(Beginning of Entries supplied)

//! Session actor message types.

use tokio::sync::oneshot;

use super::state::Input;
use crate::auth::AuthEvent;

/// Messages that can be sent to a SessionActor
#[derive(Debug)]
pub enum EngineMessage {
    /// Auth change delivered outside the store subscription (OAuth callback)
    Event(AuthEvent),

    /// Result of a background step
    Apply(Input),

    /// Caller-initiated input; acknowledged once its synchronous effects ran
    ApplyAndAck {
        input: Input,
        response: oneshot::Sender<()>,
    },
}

(End of Entries supplied)
(Beginning of Entries supplied)

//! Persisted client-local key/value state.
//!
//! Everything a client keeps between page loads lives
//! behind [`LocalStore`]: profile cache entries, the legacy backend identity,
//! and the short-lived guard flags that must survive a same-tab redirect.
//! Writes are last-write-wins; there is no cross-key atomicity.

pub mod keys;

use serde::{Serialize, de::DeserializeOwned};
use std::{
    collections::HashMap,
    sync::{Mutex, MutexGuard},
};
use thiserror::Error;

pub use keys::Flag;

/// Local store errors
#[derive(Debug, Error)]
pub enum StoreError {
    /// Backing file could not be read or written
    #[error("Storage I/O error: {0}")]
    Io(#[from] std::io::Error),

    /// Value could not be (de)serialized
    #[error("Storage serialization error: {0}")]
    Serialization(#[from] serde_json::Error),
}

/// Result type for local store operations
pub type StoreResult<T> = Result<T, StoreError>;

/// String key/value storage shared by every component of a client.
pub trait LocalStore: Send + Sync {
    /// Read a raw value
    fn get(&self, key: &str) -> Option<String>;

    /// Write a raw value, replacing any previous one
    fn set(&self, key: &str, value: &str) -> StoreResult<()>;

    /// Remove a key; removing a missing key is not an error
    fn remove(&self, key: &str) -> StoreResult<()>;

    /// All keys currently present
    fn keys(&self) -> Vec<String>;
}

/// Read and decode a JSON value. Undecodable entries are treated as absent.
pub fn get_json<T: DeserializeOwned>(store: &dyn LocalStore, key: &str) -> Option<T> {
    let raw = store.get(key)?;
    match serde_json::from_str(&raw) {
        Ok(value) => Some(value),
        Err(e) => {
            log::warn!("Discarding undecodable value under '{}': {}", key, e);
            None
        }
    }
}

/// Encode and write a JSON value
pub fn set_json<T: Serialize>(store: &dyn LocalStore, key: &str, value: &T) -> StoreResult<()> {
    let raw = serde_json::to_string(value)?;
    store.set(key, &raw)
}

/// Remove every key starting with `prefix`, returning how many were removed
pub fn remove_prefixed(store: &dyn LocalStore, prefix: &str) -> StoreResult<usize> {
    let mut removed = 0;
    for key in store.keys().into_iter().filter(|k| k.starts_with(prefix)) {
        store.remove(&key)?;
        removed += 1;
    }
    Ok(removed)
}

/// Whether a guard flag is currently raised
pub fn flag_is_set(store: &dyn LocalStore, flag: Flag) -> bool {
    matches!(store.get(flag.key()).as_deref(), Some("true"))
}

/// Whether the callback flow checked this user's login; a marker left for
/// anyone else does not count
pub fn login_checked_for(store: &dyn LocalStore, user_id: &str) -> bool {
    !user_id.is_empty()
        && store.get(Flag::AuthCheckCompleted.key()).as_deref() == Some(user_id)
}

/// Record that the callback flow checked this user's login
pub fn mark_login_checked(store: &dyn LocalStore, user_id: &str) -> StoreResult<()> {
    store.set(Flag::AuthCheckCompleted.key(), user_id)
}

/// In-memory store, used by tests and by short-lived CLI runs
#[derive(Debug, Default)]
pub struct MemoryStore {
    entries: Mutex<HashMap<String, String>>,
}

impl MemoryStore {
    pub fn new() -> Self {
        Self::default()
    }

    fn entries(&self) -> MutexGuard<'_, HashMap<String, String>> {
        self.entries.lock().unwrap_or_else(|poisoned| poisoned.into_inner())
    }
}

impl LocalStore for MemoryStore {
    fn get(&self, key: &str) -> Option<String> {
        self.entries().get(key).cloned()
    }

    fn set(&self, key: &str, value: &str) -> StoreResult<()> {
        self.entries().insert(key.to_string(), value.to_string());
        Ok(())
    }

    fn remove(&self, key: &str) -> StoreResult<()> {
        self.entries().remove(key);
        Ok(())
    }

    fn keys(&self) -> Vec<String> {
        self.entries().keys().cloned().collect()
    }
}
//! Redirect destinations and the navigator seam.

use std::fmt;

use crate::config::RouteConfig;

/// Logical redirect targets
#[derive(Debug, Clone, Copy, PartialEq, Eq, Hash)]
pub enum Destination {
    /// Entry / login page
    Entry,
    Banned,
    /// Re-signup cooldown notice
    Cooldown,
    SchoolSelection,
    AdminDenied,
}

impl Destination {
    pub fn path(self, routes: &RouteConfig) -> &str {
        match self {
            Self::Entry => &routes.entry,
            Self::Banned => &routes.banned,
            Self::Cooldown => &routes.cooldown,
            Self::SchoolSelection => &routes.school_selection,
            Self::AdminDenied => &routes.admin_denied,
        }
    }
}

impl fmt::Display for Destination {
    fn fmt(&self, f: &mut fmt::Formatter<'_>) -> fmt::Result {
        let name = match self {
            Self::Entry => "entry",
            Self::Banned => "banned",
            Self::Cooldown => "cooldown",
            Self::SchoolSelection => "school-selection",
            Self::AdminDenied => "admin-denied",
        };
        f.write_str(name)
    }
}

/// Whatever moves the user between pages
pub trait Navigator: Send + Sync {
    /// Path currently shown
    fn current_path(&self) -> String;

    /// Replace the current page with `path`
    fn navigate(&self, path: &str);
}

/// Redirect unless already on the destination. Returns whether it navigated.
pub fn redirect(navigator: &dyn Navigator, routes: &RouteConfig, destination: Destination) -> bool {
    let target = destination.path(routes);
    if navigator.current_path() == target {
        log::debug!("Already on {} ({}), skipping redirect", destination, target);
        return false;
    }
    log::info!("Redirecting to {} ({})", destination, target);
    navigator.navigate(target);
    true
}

(End of Entries supplied)

Where a line of the data holds "removed", show that line.

• [Solution]
/// Remove every key starting with `prefix`, returning how many were removed
    let mut removed = 0;
        removed += 1;
    Ok(removed)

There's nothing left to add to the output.